* [TASK DIRECTIONS]
Check each line of the material below, and copy it if it holds the string "source".

* [DATA FOR PROCESSING]
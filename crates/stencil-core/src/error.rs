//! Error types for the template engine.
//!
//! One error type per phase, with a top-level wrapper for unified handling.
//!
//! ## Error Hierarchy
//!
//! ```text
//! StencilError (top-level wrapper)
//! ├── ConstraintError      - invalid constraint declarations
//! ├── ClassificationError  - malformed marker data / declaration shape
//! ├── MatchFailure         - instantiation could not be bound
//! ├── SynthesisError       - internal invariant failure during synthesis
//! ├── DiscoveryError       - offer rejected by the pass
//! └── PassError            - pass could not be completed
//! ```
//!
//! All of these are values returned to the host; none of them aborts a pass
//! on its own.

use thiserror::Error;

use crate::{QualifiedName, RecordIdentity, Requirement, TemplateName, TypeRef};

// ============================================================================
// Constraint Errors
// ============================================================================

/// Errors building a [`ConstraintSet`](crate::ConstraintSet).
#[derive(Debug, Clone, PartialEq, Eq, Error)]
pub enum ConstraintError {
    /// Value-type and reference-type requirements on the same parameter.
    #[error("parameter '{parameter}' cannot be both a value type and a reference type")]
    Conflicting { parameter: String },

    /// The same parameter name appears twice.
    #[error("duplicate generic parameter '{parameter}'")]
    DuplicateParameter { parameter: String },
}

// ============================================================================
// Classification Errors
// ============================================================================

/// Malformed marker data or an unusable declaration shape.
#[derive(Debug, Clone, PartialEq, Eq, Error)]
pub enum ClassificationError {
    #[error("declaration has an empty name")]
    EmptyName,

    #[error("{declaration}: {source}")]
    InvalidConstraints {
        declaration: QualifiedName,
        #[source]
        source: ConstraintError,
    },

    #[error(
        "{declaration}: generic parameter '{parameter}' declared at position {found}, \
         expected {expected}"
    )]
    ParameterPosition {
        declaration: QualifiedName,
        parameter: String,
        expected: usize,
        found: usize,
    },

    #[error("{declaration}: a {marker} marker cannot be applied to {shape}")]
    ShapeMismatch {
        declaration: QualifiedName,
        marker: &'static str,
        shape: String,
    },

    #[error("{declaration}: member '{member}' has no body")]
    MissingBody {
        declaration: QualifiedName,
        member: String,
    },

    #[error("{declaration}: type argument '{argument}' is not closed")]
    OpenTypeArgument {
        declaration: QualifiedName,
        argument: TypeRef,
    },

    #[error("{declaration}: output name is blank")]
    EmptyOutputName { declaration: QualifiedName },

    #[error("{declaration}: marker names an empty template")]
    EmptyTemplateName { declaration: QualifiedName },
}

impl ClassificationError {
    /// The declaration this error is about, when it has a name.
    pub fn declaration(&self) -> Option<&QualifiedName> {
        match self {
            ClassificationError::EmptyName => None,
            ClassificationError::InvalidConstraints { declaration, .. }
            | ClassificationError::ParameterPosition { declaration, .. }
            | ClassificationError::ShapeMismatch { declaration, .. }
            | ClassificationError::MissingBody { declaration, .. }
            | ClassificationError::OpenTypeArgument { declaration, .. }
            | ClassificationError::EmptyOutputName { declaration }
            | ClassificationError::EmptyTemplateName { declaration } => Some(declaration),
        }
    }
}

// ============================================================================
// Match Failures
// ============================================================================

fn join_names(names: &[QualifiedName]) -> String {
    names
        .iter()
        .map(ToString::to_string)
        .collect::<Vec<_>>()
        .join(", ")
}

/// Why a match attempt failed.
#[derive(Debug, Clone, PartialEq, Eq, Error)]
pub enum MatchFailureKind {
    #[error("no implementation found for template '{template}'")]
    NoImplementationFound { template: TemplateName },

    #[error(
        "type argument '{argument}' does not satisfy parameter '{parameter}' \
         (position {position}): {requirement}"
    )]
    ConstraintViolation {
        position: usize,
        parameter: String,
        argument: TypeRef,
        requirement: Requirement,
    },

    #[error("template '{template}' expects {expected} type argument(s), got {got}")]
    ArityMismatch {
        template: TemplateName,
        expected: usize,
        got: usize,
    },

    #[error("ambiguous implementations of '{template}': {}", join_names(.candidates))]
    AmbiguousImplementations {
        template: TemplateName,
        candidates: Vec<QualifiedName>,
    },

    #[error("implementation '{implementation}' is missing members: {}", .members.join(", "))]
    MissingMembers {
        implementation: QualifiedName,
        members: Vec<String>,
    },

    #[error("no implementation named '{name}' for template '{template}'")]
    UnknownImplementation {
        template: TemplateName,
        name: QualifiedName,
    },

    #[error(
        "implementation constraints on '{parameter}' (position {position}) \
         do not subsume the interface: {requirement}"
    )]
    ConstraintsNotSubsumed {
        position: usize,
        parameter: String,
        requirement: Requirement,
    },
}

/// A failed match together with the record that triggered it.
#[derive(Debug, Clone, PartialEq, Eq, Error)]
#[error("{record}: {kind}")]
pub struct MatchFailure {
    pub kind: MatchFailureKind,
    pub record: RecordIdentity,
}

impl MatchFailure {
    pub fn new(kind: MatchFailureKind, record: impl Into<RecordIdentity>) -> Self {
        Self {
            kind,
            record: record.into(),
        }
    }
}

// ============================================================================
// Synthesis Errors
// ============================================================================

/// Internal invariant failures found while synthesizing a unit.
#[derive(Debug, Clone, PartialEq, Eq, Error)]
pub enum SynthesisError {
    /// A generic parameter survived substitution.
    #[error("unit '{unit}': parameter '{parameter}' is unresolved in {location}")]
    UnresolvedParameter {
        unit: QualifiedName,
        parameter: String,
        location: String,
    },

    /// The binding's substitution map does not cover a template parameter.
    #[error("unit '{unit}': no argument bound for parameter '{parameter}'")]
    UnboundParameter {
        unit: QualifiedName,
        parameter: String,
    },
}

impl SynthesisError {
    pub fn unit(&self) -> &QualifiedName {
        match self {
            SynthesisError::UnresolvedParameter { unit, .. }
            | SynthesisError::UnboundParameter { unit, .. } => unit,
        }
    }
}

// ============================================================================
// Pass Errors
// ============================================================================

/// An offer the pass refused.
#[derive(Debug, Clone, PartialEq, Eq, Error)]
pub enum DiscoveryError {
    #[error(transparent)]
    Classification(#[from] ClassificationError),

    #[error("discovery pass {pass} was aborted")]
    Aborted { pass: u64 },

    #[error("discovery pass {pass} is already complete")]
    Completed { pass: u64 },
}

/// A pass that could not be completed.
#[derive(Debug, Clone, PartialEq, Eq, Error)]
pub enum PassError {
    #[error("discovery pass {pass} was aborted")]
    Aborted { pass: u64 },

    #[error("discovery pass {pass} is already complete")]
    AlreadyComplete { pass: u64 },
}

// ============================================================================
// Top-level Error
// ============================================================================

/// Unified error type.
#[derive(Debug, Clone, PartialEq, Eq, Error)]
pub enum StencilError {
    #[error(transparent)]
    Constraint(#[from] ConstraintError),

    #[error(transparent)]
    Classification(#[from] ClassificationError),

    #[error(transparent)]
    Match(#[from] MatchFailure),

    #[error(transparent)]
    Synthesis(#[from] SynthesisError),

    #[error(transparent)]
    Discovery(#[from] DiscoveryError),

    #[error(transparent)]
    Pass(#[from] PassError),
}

...

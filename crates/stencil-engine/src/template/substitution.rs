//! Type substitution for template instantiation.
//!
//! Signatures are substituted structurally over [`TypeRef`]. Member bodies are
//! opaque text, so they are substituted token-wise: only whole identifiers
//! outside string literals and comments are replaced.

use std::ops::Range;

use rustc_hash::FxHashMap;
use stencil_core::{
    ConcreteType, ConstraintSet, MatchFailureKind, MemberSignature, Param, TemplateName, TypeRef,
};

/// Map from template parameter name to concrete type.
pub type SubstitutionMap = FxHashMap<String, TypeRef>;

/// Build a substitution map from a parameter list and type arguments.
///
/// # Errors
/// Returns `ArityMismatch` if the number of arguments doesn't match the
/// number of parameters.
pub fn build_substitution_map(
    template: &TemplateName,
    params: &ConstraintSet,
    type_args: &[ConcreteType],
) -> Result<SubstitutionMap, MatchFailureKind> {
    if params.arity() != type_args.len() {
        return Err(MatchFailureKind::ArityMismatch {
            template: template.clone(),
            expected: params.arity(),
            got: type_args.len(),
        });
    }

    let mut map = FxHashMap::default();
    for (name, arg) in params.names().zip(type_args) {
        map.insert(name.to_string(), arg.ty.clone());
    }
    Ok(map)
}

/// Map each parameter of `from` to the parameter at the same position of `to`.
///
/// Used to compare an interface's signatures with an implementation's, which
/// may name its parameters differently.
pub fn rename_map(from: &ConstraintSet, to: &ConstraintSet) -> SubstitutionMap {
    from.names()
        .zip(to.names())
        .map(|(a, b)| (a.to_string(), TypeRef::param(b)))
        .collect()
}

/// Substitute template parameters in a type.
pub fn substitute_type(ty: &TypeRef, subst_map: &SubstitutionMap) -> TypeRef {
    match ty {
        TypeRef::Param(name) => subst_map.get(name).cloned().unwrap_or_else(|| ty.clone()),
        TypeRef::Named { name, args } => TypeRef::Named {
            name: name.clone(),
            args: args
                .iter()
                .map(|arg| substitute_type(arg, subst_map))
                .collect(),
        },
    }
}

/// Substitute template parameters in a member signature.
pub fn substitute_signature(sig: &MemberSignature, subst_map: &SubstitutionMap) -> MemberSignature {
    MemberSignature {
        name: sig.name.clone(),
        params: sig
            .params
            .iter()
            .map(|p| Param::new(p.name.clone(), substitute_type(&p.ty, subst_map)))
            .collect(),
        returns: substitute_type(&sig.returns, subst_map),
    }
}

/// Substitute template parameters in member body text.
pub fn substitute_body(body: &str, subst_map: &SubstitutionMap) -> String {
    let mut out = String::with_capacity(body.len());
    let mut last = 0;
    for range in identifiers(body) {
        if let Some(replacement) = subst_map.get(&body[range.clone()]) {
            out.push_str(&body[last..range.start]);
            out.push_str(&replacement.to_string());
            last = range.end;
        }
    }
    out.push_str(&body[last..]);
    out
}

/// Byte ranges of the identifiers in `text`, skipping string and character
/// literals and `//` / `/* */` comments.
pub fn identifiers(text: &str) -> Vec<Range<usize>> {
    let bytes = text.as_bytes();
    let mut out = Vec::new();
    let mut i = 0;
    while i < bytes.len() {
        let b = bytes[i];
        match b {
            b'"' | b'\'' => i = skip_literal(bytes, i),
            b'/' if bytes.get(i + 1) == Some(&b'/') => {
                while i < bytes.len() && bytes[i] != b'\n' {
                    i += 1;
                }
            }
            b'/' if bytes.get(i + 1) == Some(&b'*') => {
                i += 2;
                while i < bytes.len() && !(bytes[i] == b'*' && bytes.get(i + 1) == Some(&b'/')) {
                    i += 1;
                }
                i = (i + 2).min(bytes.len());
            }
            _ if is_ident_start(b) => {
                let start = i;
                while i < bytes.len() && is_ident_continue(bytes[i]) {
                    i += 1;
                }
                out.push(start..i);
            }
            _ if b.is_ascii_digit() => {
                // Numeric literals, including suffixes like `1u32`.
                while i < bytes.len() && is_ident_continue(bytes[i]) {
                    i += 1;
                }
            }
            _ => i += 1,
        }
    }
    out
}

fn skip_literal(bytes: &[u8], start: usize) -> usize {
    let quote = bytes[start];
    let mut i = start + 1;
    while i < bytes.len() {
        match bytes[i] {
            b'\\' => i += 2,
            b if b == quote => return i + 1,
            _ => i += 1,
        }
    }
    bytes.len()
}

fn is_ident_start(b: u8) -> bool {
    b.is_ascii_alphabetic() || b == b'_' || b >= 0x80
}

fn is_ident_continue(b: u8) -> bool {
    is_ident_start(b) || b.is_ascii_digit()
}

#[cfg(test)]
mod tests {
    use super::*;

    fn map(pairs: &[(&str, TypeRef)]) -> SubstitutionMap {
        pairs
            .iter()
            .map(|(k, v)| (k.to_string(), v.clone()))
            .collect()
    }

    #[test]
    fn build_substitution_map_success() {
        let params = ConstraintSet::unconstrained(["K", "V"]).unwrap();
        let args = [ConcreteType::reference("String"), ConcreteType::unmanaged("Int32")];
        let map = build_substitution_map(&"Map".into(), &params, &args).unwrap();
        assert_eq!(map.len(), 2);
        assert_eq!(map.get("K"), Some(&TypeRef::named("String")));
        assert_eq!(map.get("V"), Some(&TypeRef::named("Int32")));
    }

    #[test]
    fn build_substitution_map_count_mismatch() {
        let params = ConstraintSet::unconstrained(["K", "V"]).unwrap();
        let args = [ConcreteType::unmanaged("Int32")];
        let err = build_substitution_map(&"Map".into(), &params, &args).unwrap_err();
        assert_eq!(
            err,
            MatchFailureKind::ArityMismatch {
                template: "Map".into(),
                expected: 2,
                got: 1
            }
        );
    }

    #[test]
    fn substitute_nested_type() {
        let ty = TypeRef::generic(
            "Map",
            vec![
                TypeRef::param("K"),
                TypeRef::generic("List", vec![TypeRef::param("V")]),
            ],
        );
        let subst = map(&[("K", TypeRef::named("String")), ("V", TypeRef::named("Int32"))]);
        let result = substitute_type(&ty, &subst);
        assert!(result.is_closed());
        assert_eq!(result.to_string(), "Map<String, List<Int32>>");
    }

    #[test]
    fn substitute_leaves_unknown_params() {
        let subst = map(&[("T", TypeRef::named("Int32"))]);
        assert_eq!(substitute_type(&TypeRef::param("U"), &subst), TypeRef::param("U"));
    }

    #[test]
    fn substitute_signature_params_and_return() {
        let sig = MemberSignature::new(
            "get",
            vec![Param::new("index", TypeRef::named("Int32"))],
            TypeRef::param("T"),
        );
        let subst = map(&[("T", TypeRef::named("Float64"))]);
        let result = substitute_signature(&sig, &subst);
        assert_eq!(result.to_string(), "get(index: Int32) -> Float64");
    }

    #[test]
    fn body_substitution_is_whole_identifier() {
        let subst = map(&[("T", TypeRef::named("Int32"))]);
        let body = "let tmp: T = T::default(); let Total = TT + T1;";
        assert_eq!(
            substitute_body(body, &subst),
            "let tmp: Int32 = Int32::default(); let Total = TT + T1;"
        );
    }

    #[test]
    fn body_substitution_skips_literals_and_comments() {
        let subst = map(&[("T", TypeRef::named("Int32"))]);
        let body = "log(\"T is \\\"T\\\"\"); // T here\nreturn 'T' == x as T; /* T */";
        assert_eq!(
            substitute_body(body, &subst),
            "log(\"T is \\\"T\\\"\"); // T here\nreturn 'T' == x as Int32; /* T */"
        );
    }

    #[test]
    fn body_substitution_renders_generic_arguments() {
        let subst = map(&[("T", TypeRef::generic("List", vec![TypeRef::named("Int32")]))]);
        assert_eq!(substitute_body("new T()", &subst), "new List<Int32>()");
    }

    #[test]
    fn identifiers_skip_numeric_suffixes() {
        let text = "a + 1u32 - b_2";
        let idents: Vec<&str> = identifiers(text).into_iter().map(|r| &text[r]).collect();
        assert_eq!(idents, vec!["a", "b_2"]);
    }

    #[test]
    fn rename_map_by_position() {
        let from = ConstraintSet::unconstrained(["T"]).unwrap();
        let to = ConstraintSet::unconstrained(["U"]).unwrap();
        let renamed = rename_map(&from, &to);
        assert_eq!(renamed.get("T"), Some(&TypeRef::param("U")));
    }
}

* [YOUR SOLUTION]
    #[error("{declaration}: {source}")]
        #[source]
        source: ConstraintError,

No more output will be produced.